§ **WORK TO COMPLETE**:
Return, from the lines below, each one that includes the word "answer".
::: RECORDS TO PROCESS :::
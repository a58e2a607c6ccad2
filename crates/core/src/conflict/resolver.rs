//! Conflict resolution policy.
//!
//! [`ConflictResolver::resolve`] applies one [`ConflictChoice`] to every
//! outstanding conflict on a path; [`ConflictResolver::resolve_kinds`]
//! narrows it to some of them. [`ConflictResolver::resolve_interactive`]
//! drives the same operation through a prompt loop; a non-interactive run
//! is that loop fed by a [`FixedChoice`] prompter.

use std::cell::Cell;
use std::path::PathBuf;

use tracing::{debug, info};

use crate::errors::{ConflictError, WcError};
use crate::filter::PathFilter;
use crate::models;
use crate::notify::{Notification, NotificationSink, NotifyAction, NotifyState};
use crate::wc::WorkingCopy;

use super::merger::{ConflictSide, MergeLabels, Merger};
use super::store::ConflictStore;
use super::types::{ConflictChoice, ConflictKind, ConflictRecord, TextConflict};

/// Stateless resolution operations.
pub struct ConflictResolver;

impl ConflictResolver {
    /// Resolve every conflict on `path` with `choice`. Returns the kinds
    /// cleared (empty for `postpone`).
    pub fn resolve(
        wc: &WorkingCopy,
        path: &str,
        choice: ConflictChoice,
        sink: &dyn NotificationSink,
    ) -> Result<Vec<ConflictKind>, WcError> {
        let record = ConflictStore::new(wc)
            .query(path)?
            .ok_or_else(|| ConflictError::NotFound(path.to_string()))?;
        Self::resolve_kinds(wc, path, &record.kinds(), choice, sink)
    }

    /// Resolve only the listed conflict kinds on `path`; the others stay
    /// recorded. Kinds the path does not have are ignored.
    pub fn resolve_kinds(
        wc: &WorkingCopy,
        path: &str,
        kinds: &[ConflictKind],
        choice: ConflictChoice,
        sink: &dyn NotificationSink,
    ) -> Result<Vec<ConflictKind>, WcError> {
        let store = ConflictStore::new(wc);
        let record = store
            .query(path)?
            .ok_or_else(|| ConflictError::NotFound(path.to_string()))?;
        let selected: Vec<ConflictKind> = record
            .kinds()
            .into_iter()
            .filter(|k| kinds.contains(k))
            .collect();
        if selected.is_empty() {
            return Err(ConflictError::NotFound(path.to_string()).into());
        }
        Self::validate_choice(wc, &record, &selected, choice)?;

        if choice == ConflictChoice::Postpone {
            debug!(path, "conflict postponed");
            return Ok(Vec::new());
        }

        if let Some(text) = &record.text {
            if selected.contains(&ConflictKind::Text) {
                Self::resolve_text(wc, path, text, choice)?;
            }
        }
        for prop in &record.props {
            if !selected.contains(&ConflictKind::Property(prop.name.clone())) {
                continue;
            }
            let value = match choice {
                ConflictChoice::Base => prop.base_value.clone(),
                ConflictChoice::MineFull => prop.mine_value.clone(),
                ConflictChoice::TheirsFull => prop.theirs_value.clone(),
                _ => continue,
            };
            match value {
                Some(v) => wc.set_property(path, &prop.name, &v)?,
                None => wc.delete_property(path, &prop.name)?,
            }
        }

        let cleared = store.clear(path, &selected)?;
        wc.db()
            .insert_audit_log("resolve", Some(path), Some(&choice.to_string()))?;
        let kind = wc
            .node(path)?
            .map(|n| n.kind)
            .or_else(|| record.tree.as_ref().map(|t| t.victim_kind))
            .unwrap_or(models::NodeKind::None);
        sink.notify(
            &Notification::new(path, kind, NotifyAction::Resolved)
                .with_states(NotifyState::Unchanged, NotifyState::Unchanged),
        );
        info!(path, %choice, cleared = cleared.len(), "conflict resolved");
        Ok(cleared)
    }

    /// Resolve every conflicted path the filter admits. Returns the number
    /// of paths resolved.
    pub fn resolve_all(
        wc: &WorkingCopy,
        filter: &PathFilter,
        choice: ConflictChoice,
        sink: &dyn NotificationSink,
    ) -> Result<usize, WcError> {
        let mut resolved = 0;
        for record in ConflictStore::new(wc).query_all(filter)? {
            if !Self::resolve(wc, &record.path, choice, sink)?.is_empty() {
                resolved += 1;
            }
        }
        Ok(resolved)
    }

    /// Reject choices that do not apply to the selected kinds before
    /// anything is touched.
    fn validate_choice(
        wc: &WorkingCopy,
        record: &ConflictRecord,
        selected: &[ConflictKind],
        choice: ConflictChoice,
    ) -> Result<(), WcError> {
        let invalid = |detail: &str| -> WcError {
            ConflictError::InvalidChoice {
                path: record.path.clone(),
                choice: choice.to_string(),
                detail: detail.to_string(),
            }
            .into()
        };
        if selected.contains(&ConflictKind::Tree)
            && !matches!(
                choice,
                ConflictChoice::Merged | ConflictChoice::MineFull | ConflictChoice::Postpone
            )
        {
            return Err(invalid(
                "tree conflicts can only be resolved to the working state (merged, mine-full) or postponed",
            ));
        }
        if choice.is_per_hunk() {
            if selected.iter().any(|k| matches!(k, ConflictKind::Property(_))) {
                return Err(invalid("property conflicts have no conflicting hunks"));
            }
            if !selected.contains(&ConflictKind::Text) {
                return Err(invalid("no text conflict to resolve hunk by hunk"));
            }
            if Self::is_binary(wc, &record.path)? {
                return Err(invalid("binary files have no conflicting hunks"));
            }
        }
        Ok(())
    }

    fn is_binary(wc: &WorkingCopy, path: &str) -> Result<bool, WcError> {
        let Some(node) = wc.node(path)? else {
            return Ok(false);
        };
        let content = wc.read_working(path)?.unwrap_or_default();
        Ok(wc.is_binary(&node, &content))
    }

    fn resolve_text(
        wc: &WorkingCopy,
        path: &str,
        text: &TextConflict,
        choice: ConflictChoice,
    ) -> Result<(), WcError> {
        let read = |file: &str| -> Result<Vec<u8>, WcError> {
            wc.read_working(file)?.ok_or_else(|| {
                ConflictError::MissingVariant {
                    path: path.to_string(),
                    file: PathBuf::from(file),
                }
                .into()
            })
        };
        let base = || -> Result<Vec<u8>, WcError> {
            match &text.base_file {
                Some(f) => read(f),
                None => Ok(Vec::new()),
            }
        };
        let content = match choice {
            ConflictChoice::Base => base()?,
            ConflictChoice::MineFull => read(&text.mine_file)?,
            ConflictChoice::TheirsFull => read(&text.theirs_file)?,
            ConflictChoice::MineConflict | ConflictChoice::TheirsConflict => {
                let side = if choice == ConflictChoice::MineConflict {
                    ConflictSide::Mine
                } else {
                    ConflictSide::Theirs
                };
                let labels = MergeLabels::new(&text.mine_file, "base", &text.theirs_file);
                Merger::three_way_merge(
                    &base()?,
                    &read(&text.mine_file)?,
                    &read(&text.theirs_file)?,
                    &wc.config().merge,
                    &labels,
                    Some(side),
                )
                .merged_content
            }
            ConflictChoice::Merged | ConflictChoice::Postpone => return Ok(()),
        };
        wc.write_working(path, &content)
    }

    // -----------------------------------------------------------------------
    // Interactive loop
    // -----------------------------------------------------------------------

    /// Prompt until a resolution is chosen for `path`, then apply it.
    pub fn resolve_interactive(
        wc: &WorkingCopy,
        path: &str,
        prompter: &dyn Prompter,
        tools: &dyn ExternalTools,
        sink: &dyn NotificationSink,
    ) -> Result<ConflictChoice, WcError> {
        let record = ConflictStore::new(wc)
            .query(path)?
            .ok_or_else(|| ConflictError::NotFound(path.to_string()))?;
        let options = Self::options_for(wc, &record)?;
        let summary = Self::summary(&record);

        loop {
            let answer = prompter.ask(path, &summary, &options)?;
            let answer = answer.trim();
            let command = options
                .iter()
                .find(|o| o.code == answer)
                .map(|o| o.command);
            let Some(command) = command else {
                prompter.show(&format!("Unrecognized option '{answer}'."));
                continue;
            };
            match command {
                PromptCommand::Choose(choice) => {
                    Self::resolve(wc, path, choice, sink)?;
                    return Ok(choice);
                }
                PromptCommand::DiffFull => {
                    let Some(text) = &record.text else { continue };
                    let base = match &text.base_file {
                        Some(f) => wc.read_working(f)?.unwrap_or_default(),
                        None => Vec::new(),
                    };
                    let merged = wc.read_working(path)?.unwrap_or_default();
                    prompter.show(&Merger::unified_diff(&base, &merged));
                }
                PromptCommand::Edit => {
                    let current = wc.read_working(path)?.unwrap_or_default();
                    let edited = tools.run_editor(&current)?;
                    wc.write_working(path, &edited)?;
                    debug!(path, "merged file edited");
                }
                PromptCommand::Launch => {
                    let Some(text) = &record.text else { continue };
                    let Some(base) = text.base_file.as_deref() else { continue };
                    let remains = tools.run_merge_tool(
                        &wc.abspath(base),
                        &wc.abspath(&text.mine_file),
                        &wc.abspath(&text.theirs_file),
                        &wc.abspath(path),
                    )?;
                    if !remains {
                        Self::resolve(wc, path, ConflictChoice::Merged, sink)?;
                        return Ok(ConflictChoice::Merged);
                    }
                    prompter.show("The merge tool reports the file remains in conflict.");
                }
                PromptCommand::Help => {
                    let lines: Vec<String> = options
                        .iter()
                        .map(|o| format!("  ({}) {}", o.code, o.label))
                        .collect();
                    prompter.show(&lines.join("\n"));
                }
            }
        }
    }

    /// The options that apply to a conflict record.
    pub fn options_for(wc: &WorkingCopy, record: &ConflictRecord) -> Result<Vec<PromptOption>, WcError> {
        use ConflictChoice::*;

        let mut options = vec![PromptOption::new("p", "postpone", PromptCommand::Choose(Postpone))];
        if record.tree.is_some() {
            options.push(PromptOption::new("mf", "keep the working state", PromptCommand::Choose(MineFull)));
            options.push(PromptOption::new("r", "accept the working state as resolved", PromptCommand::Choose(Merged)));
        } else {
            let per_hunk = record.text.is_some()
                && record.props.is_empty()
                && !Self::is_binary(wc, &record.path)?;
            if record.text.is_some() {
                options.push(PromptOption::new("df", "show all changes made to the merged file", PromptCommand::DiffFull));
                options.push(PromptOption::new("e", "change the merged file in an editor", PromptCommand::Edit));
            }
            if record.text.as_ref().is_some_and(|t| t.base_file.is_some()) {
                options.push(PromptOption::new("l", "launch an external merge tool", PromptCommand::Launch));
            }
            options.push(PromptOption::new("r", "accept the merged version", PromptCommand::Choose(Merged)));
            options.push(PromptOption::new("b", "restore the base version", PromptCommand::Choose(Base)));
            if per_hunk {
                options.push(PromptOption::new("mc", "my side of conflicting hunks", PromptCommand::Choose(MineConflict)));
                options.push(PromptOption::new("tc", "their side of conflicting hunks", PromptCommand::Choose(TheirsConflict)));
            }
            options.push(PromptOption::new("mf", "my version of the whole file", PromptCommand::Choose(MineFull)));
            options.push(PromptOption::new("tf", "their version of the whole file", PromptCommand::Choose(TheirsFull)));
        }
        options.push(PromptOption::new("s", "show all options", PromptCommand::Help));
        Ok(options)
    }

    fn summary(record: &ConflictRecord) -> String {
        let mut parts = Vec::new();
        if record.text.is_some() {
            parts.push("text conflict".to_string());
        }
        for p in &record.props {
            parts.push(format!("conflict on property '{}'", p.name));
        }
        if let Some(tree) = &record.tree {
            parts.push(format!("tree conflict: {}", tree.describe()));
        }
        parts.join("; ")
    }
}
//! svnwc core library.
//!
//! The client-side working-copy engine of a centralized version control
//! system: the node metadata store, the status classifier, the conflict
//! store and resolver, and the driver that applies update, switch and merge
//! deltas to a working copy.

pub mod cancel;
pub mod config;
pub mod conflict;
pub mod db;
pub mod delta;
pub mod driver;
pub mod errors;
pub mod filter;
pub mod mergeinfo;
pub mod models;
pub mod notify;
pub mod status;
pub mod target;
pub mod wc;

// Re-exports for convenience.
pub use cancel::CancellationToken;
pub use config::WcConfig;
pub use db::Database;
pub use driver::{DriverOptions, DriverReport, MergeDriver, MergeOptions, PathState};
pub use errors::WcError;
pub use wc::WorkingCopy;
:::
§ **EXERCISE OUTPUT**:
            let answer = prompter.ask(path, &summary, &options)?;
            let answer = answer.trim();
                .find(|o| o.code == answer)
                prompter.show(&format!("Unrecognized option '{answer}'."));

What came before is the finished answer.